# 2 male dogs or a female and a male?



## brokendreams490 (Oct 24, 2006)

Hello, I am little bit new here. I was kind of wanting an opinion about getting another dog. Right now we have an 8 year old lab mix that loves other animals and now we feel it is time to get another dog from our local shelter. I was just wondering, do 2 males get along better or do a female and a male? My dog right now is fixed and the one we will be getting will also be fixed so no problem there. I was just wondering about your experience with this. He always gets along with dogs that he meets on walks and our neighbors dog, I just want him and the new dog to get along. 

Any advice would be great

Thanks, 

Sam


----------



## blackgavotte (Sep 28, 2006)

My first thought is to tell you to try to match him with a female rather than another male.

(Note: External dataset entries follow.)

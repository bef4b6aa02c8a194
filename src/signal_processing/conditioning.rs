//! Derivative, squaring and moving-window integration stages.
//!
//! Each stage takes the previous stage's complete output and returns a new
//! sequence. Length changes are part of the contract: differentiation drops
//! one sample, integration with a window of `W` adds `W - 1`.

/// First discrete difference, `out[i] = data[i + 1] - data[i]`
///
/// Returns `data.len() - 1` samples (empty for fewer than two samples).
pub fn differentiate(data: &[f64]) -> Vec<f64> {
    data.windows(2).map(|w| w[1] - w[0]).collect()
}

/// Element-wise square
pub fn square(data: &[f64]) -> Vec<f64> {
    data.iter().map(|x| x * x).collect()
}

/// Moving-window integration as a full convolution with `window` ones
///
/// Output sample `n` is the sum of `data[n + 1 - window ..= n]`, clipped to
/// the valid range, for `n` in `0 .. data.len() + window - 1`. Every window
/// is summed directly so stretches of exact zeros stay exactly zero.
pub fn integrate(data: &[f64], window: usize) -> Vec<f64> {
    if data.is_empty() || window == 0 {
        return Vec::new();
    }

    let out_len = data.len() + window - 1;
    (0..out_len)
        .map(|n| {
            let start = (n + 1).saturating_sub(window);
            let end = n.min(data.len() - 1);
            data[start..=end].iter().sum()
        })
        .collect()
}

#[cfg(test)]
mod tests {
    use super::*;
    use approx::assert_relative_eq;

    #[test]
    fn test_differentiate() {
        let d = differentiate(&[1.0, 4.0, 2.0, 2.0, 7.0]);
        assert_eq!(d, vec![3.0, -2.0, 0.0, 5.0]);
    }

    #[test]
    fn test_differentiate_short_input() {
        assert!(differentiate(&[]).is_empty());
        assert!(differentiate(&[3.0]).is_empty());
    }

    #[test]
    fn test_square_collapses_sign() {
        assert_eq!(square(&[-3.0, 2.0, 0.0]), vec![9.0, 4.0, 0.0]);
    }

    #[test]
    fn test_integrate_full_convolution() {
        // np.convolve([1, 2, 3, 4], np.ones(3))
        let out = integrate(&[1.0, 2.0, 3.0, 4.0], 3);
        assert_eq!(out, vec![1.0, 3.0, 6.0, 9.0, 7.0, 4.0]);
    }

    #[test]
    fn test_integrate_window_longer_than_input() {
        // np.convolve([1, 2], np.ones(4))
        let out = integrate(&[1.0, 2.0], 4);
        assert_eq!(out, vec![1.0, 3.0, 3.0, 3.0, 2.0]);
    }

    #[test]
    fn test_integrate_window_of_one_is_identity() {
        let data = [0.5, -1.25, 3.0];
        assert_eq!(integrate(&data, 1), data.to_vec());
    }

    #[test]
    fn test_stage_lengths() {
        let filtered: Vec<f64> = (0..300).map(|i| (i as f64 * 0.1).sin()).collect();
        let differentiated = differentiate(&filtered);
        let squared = square(&differentiated);
        let integrated = integrate(&squared, 15);

        assert_eq!(differentiated.len(), filtered.len() - 1);
        assert_eq!(squared.len(), differentiated.len());
        assert_eq!(integrated.len(), squared.len() + 15 - 1);
    }

    #[test]
    fn test_integrated_zeros_stay_exact() {
        let mut data = vec![0.0; 40];
        data[5] = 0.1;
        data[6] = 0.3;
        let out = integrate(&data, 15);

        assert_relative_eq!(out[10], 0.4);
        // Window has fully passed the burst
        assert!(out[21..].iter().all(|&v| v == 0.0));
    }
}
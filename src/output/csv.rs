use super::{DetectionReport, Formatter};

/// One row per candidate peak with its classification
pub struct CsvFormatter;

impl Formatter for CsvFormatter {
    fn format(&self, report: &DetectionReport) -> String {
        let result = report.result;
        result
            .candidates
            .iter()
            .zip(&result.labels)
            .map(|(candidate, label)| {
                format!(
                    "{},{},{:.6},{}",
                    report.source, candidate.index, candidate.value, label
                )
            })
            .collect::<Vec<_>>()
            .join("\n")
    }

    fn header(&self) -> Option<&'static str> {
        Some("source,index,value,classification")
    }
}
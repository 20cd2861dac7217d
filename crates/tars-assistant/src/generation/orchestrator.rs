//! Grounded reply generation

use std::sync::Arc;
use std::time::Instant;

use super::prompt::PromptBuilder;
use crate::providers::LlmProvider;
use crate::types::{ChatMessage, NormalizedDocument};

/// Folds the current document into each generation request
pub struct ConversationOrchestrator {
    llm: Arc<dyn LlmProvider>,
}

impl ConversationOrchestrator {
    pub fn new(llm: Arc<dyn LlmProvider>) -> Self {
        Self { llm }
    }

    /// Answer the last user turn of `history`. Provider faults come back as
    /// an apology carrying the fault detail, never as an error.
    pub async fn reply(&self, document: &NormalizedDocument, history: &[ChatMessage]) -> String {
        let system = PromptBuilder::system_prompt(document);
        let start = Instant::now();

        match self.llm.complete(&system, history).await {
            Ok(text) => {
                tracing::info!(
                    turns = history.len(),
                    context_chars = document.body.len(),
                    elapsed_ms = start.elapsed().as_millis() as u64,
                    "Generated reply"
                );
                text
            }
            Err(e) => {
                tracing::error!(error = %e, turns = history.len(), "Generation failed");
                PromptBuilder::apology(&e.to_string())
            }
        }
    }
}
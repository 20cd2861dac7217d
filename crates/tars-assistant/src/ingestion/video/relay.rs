//! Third-party transcript relay

use async_trait::async_trait;

use crate::error::{Error, Result};
use crate::http::{build_client, HttpOptions, ProxyEndpoint};
use crate::ingestion::html;

/// A service that returns an already-assembled transcript for a video URL
#[async_trait]
pub trait TranscriptRelay: Send + Sync {
    async fn fetch_transcript(&self, video_url: &str, proxy: Option<&ProxyEndpoint>)
        -> Result<String>;
}

/// Relay answering `GET {endpoint}?url=<video url>` with an HTML page whose
/// `div.transcript` holds the text
pub struct RelayTranscriptClient {
    endpoint: String,
    options: HttpOptions,
}

impl RelayTranscriptClient {
    pub fn new(endpoint: impl Into<String>, options: HttpOptions) -> Self {
        Self {
            endpoint: endpoint.into(),
            options,
        }
    }
}

#[async_trait]
impl TranscriptRelay for RelayTranscriptClient {
    async fn fetch_transcript(
        &self,
        video_url: &str,
        proxy: Option<&ProxyEndpoint>,
    ) -> Result<String> {
        let url = reqwest::Url::parse_with_params(&self.endpoint, &[("url", video_url)])
            .map_err(|e| Error::Config(format!("Invalid relay URL '{}': {}", self.endpoint, e)))?;

        let client = build_client(&self.options, proxy)?;
        let response = client.get(url).send().await?;

        let status = response.status();
        if !status.is_success() {
            return Err(Error::upstream(format!("Relay returned HTTP {}", status)));
        }

        parse_relay_page(&response.text().await?)
    }
}

fn parse_relay_page(page: &str) -> Result<String> {
    html::extract_element_text(page, "div.transcript")?
        .ok_or_else(|| Error::upstream("Relay page has no transcript"))
}
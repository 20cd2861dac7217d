//! YouTube URL parsing

use regex::Regex;
use std::sync::OnceLock;

use crate::error::{Error, Result};

/// Shapes a video URL may take, first match wins:
/// `youtube.com/watch?...v=ID`, `m.youtube.com/...?v=ID`, `youtu.be/ID`,
/// `youtube.com/shorts/ID`, `youtube.com/embed/ID`, `youtube.com/live/ID`
fn video_id_pattern() -> &'static Regex {
    static PATTERN: OnceLock<Regex> = OnceLock::new();
    PATTERN.get_or_init(|| {
        Regex::new(
            r"(?:youtube\.com/watch\?(?:[^#]*&)?v=|m\.youtube\.com/[^#]*[?&]v=|youtu\.be/|youtube\.com/(?:shorts|embed|live)/)([A-Za-z0-9_-]+)",
        )
        .expect("Invalid regex")
    })
}

/// A resolved video: its identifier and the URL reported back to the user
#[derive(Debug, Clone, PartialEq, Eq)]
pub struct VideoReference {
    pub video_id: String,
    pub url: String,
}

impl VideoReference {
    /// Resolve a user-supplied URL. Pure: no network involved.
    pub fn parse(raw: &str) -> Result<Self> {
        let video_id = resolve_video_id(raw)?;
        Ok(Self {
            video_id,
            url: normalize_reference(raw),
        })
    }

    /// Canonical desktop watch page
    pub fn watch_url(&self) -> String {
        format!("https://www.youtube.com/watch?v={}", self.video_id)
    }
}

/// Extract the video identifier from any recognized URL shape
pub fn resolve_video_id(raw: &str) -> Result<String> {
    let raw = raw.trim();
    video_id_pattern()
        .captures(raw)
        .and_then(|caps| caps.get(1))
        .map(|m| m.as_str().to_string())
        .ok_or_else(|| Error::InvalidReference(raw.to_string()))
}

/// Trim the input and drop extra query parameters from `youtube.com` URLs.
/// The `v=` parameter survives wherever it sits in the query.
pub fn normalize_reference(raw: &str) -> String {
    let raw = raw.trim();
    if !raw.contains("youtube.com") {
        return raw.to_string();
    }

    let Some((base, query)) = raw.split_once('?') else {
        return raw.to_string();
    };
    let query = query.split('#').next().unwrap_or_default();
    let mut params = query.split('&');

    match query.split('&').find(|p| p.starts_with("v=")) {
        Some(video) => format!("{}?{}", base, video),
        None => match params.next().filter(|p| !p.is_empty()) {
            Some(first) => format!("{}?{}", base, first),
            None => base.to_string(),
        },
    }
}

#[cfg(test)]
mod tests {
    use super::*;

    #[test]
    fn test_resolve_every_shape() {
        let cases = [
            ("https://www.youtube.com/watch?v=dQw4w9WgXcQ", "dQw4w9WgXcQ"),
            ("https://www.youtube.com/watch?v=dQw4w9WgXcQ&t=42s", "dQw4w9WgXcQ"),
            ("youtube.com/watch?feature=share&v=abc_DEF-123", "abc_DEF-123"),
            ("https://youtu.be/dQw4w9WgXcQ?si=xyz", "dQw4w9WgXcQ"),
            ("https://m.youtube.com/watch?v=mobile123&list=PL1", "mobile123"),
            ("https://www.youtube.com/shorts/Sh0rtID", "Sh0rtID"),
            ("https://www.youtube.com/embed/EmB3d?autoplay=1", "EmB3d"),
            ("https://www.youtube.com/live/L1veStream", "L1veStream"),
            ("  https://youtu.be/padded  ", "padded"),
        ];

        for (url, expected) in cases {
            assert_eq!(resolve_video_id(url).unwrap(), expected, "url: {}", url);
        }
    }

    #[test]
    fn test_unrecognized_shapes() {
        for url in [
            "https://vimeo.com/12345",
            "https://www.youtube.com/watch?v=",
            "https://www.youtube.com/channel/UC123",
            "not a url",
            "",
        ] {
            let err = resolve_video_id(url).unwrap_err();
            assert!(matches!(err, Error::InvalidReference(_)), "url: {}", url);
        }
    }

    #[test]
    fn test_normalize_strips_youtube_params_only() {
        assert_eq!(
            normalize_reference("https://www.youtube.com/watch?v=abc&t=10s&list=x"),
            "https://www.youtube.com/watch?v=abc"
        );
        assert_eq!(
            normalize_reference("https://youtu.be/abc?si=1&t=2"),
            "https://youtu.be/abc?si=1&t=2"
        );
        assert_eq!(
            normalize_reference("https://www.youtube.com/embed/abc?autoplay=1&mute=1"),
            "https://www.youtube.com/embed/abc?autoplay=1"
        );
    }

    #[test]
    fn test_video_param_after_other_params_is_kept() {
        let reference =
            VideoReference::parse("https://www.youtube.com/watch?feature=share&v=abc123&t=9s").unwrap();
        assert_eq!(reference.video_id, "abc123");
        assert_eq!(reference.url, "https://www.youtube.com/watch?v=abc123");

        assert_eq!(
            normalize_reference("https://m.youtube.com/watch?app=desktop&v=xyz#t=3"),
            "https://m.youtube.com/watch?v=xyz"
        );
    }

    #[test]
    fn test_reference_parse() {
        let reference = VideoReference::parse("https://m.youtube.com/watch?v=xyz&feature=share").unwrap();
        assert_eq!(reference.video_id, "xyz");
        assert_eq!(reference.url, "https://m.youtube.com/watch?v=xyz");
        assert_eq!(reference.watch_url(), "https://www.youtube.com/watch?v=xyz");
    }
}
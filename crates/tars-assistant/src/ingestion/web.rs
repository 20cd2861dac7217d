//! Web page loader

use std::sync::Arc;

use crate::config::WebConfig;
use crate::error::{Error, Result};
use crate::http::{with_default_scheme, HttpOptions, HttpPageFetcher, PageFetcher};
use crate::types::{NormalizedDocument, SourceType};

use super::html;

const DEFAULT_TITLE: &str = "Web Site";

/// Loads a web page into a [`NormalizedDocument`]
pub struct WebLoader {
    fetcher: Arc<dyn PageFetcher>,
    default_url: Option<String>,
}

impl WebLoader {
    pub fn new(fetcher: Arc<dyn PageFetcher>, default_url: Option<String>) -> Self {
        Self {
            fetcher,
            default_url,
        }
    }

    /// Build a loader with a real HTTP client
    pub fn from_config(config: &WebConfig, options: &HttpOptions) -> Result<Self> {
        Ok(Self::new(
            Arc::new(HttpPageFetcher::new(options)?),
            config.default_url.clone(),
        ))
    }

    /// Load `url` (or the configured default). Never fails: errors become
    /// error-kind documents.
    pub async fn load(&self, url: Option<&str>) -> NormalizedDocument {
        let url = match url
            .filter(|u| !u.trim().is_empty())
            .map(str::to_string)
            .or_else(|| self.default_url.clone())
        {
            Some(url) => with_default_scheme(&url),
            None => {
                return NormalizedDocument::failure(
                    SourceType::Web,
                    None,
                    "URL not provided",
                    &Error::input("A valid URL is required to load a web site."),
                );
            }
        };

        match self.fetch(&url).await {
            Ok(doc) => doc,
            Err(e) => {
                tracing::error!(url = %url, error = %e, "Failed to load web site");
                NormalizedDocument::source_error(
                    SourceType::Web,
                    Some(url),
                    "Load failed",
                    format!("Could not load the site content: {}", e),
                )
            }
        }
    }

    async fn fetch(&self, url: &str) -> Result<NormalizedDocument> {
        let page = self.fetcher.get_text(url).await?;

        let body = html::extract_text_segments(&page).join("\n");
        if body.is_empty() {
            tracing::warn!(url = %url, "Page has no visible text");
        }

        let title = html::extract_title(&page).unwrap_or_else(|| {
            tracing::debug!(url = %url, "No <title> found, using generic title");
            DEFAULT_TITLE.to_string()
        });

        tracing::info!(url = %url, title = %title, chars = body.len(), "Loaded web site");

        Ok(NormalizedDocument::new(
            SourceType::Web,
            Some(url.to_string()),
            title,
            body,
        ))
    }
}
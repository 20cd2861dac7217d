//! Error types for source loading and generation

use thiserror::Error;

/// Result type alias for assistant operations
pub type Result<T> = std::result::Result<T, Error>;

/// Assistant errors
///
/// Loaders never let these escape their public `load` methods; they are folded
/// into an error-kind [`NormalizedDocument`](crate::types::NormalizedDocument)
/// at the boundary.
#[derive(Debug, Error)]
pub enum Error {
    /// A parsing or transcript backend is not compiled in
    #[error("Dependency not available: {0}")]
    DependencyMissing(String),

    /// Empty or malformed input (URL, image payload, file list)
    #[error("Invalid input: {0}")]
    InputInvalid(String),

    /// Video URL did not match any recognized shape
    #[error("Could not extract a video ID from '{0}'")]
    InvalidReference(String),

    /// Network or provider fault
    #[error("Upstream failure: {0}")]
    Upstream(String),

    /// File parsing error
    #[error("Failed to parse file '{filename}': {message}")]
    FileParse { filename: String, message: String },

    /// Generation or vision endpoint error
    #[error("LLM error: {0}")]
    Llm(String),

    /// Configuration error
    #[error("Configuration error: {0}")]
    Config(String),

    /// IO error
    #[error("IO error: {0}")]
    Io(#[from] std::io::Error),

    /// JSON error
    #[error("JSON error: {0}")]
    Json(#[from] serde_json::Error),

    /// HTTP request error
    #[error("HTTP request error: {0}")]
    Http(#[from] reqwest::Error),

    /// Internal error
    #[error("Internal error: {0}")]
    Internal(String),
}

impl Error {
    /// Create a file parse error
    pub fn file_parse(filename: impl Into<String>, message: impl Into<String>) -> Self {
        Self::FileParse {
            filename: filename.into(),
            message: message.into(),
        }
    }

    /// Create an upstream error
    pub fn upstream(message: impl Into<String>) -> Self {
        Self::Upstream(message.into())
    }

    /// Create an input error
    pub fn input(message: impl Into<String>) -> Self {
        Self::InputInvalid(message.into())
    }

    /// Create an LLM error
    pub fn llm(message: impl Into<String>) -> Self {
        Self::Llm(message.into())
    }

    /// Create an internal error
    pub fn internal(message: impl Into<String>) -> Self {
        Self::Internal(message.into())
    }

    /// Whether this error means a backend is missing rather than the input being bad
    pub fn is_dependency_missing(&self) -> bool {
        matches!(self, Self::DependencyMissing(_))
    }
}

#[cfg(test)]
mod tests {
    use super::*;

    #[test]
    fn test_error_display() {
        let err = Error::InvalidReference("https://vimeo.com/1".to_string());
        assert!(err.to_string().contains("vimeo.com/1"));

        let err = Error::file_parse("a.pdf", "broken xref");
        assert_eq!(err.to_string(), "Failed to parse file 'a.pdf': broken xref");
    }

    #[test]
    fn test_dependency_missing() {
        assert!(Error::DependencyMissing("pdf".into()).is_dependency_missing());
        assert!(!Error::upstream("timeout").is_dependency_missing());
    }
}
//! TARS terminal front end
//!
//! Run with: cargo run -p tars-assistant --bin tars -- --youtube https://youtu.be/<id>

use std::io::Write;
use std::path::PathBuf;
use std::sync::Arc;

use clap::{ArgGroup, Parser};
use tars_assistant::{
    generation::{ChatSession, ConversationOrchestrator},
    ingestion::{Ingestor, SourceRequest},
    providers::{AnthropicClient, LlmProvider},
    NormalizedDocument, TarsConfig,
};
use tokio::io::{AsyncBufReadExt, BufReader};
use tracing_subscriber::{layer::SubscriberExt, util::SubscriberInitExt};

#[derive(Parser)]
#[command(
    name = "tars",
    version,
    about = "TARS - ask questions about a web page, YouTube video, PDFs or an image",
    group(ArgGroup::new("source").args(["web", "youtube", "pdf", "image", "chat"]))
)]
struct Cli {
    /// Load a web page (omit the value to use SITE_URL)
    #[arg(long, num_args = 0..=1, default_missing_value = "")]
    web: Option<String>,

    /// Load a YouTube transcript (omit the value to use YOUTUBE_URL)
    #[arg(long, num_args = 0..=1, default_missing_value = "")]
    youtube: Option<String>,

    /// Load PDF files (omit the paths to scan the documents folder)
    #[arg(long, num_args = 0..)]
    pdf: Option<Vec<PathBuf>>,

    /// Describe an image file
    #[arg(long)]
    image: Option<PathBuf>,

    /// Chat without a source (default)
    #[arg(long)]
    chat: bool,

    /// Ask a single question and exit
    #[arg(short, long)]
    question: Option<String>,
}

impl Cli {
    async fn source_request(&self) -> anyhow::Result<SourceRequest> {
        let request = if let Some(url) = &self.web {
            SourceRequest::Web(Some(url.clone()))
        } else if let Some(url) = &self.youtube {
            SourceRequest::Video(Some(url.clone()))
        } else if let Some(paths) = &self.pdf {
            SourceRequest::Documents(Some(paths.clone()).filter(|p| !p.is_empty()))
        } else if let Some(path) = &self.image {
            let bytes = tokio::fs::read(path)
                .await
                .map_err(|e| anyhow::anyhow!("Cannot read {}: {}", path.display(), e))?;
            SourceRequest::Image(bytes)
        } else {
            SourceRequest::FreeChat
        };
        Ok(request)
    }
}

#[tokio::main]
async fn main() -> anyhow::Result<()> {
    dotenv::dotenv().ok();

    tracing_subscriber::registry()
        .with(
            tracing_subscriber::EnvFilter::try_from_default_env()
                .unwrap_or_else(|_| "tars_assistant=info".into()),
        )
        .with(tracing_subscriber::fmt::layer().with_writer(std::io::stderr))
        .init();

    let cli = Cli::parse();
    let config = TarsConfig::load()?;

    tracing::info!("Configuration loaded");
    tracing::info!("  - Model: {}", config.llm.model);
    tracing::info!("  - Proxies: {}", config.video.proxies.len());
    tracing::info!("  - Relay: {}", config.video.relay_url.as_deref().unwrap_or("disabled"));
    tracing::info!("  - Documents: {}", config.documents.directory.display());

    let client = Arc::new(AnthropicClient::new(&config.llm, &config.vision)?);
    let ingestor = Ingestor::from_config(&config, client.clone())?;
    let orchestrator = ConversationOrchestrator::new(client.clone());
    tracing::info!(provider = client.name(), model = client.model(), "Generation ready");

    let mut session = ChatSession::new();
    let document = ingestor.load(cli.source_request().await?).await;
    print_document(&document);
    session.set_document(document);

    if let Some(question) = cli.question.as_deref() {
        println!("{}", session.ask(question, &orchestrator).await);
        return Ok(());
    }

    println!("\nAsk TARS anything. Commands: /info, /clear, /quit\n");
    let mut lines = BufReader::new(tokio::io::stdin()).lines();

    loop {
        print!("> ");
        std::io::stdout().flush()?;

        let Some(line) = lines.next_line().await? else {
            break;
        };
        match line.trim() {
            "" => continue,
            "/quit" | "/exit" => break,
            "/clear" => {
                session.clear();
                println!("Conversation cleared.\n");
            }
            "/info" => {
                let info = session.info();
                println!(
                    "Session {} | source: {} | messages: {} | since {}\n",
                    info.id,
                    info.source_kind,
                    info.message_count,
                    info.started_at.format("%Y-%m-%d %H:%M:%S")
                );
            }
            question => {
                let reply = session.ask(question, &orchestrator).await;
                println!("\n{}\n", reply);
            }
        }
    }

    Ok(())
}

fn print_document(document: &NormalizedDocument) {
    println!("Source: {}", document.source_kind);
    println!("Title:  {}", document.title);
    if let Some(url) = &document.origin_url {
        println!("URL:    {}", url);
    }
    if document.is_error() {
        println!("\n{}", document.body);
    } else {
        println!("Loaded {} characters of context.", document.body.chars().count());
    }
}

Having said that, its not that simple. I have had females who were bullies over the males too, but its not as usual for the opposite sexes to have a problem as it can be for same sex dogs. However, I feel its very important that you choose the personality and temperament carefully, more than the sex. Try to have a few meetings if possible, though that is only a guide, sometimes out of the shelter and in the new home things can be different. Don't choose a dog whose breeding is strongly from a dominant or fighting breed, you don't need your old fellow bullied or dominated now in his later years, after being the only kid in the house, its not fair. If you choose a male, try to find one who is slightly smaller than your own old fellow, sometimes size alone can help keep things in the right pecking order. Look for a dog with a happy, good natured outlook, you don't want a dog who is too needy and insecure, but friendly and stable. Take your time. I know this is all general advice, that's all it can be. You will have to see and experience the dogs yourself, and make your best guess in person regardless of what anyone tells you. Good luck with it.


----------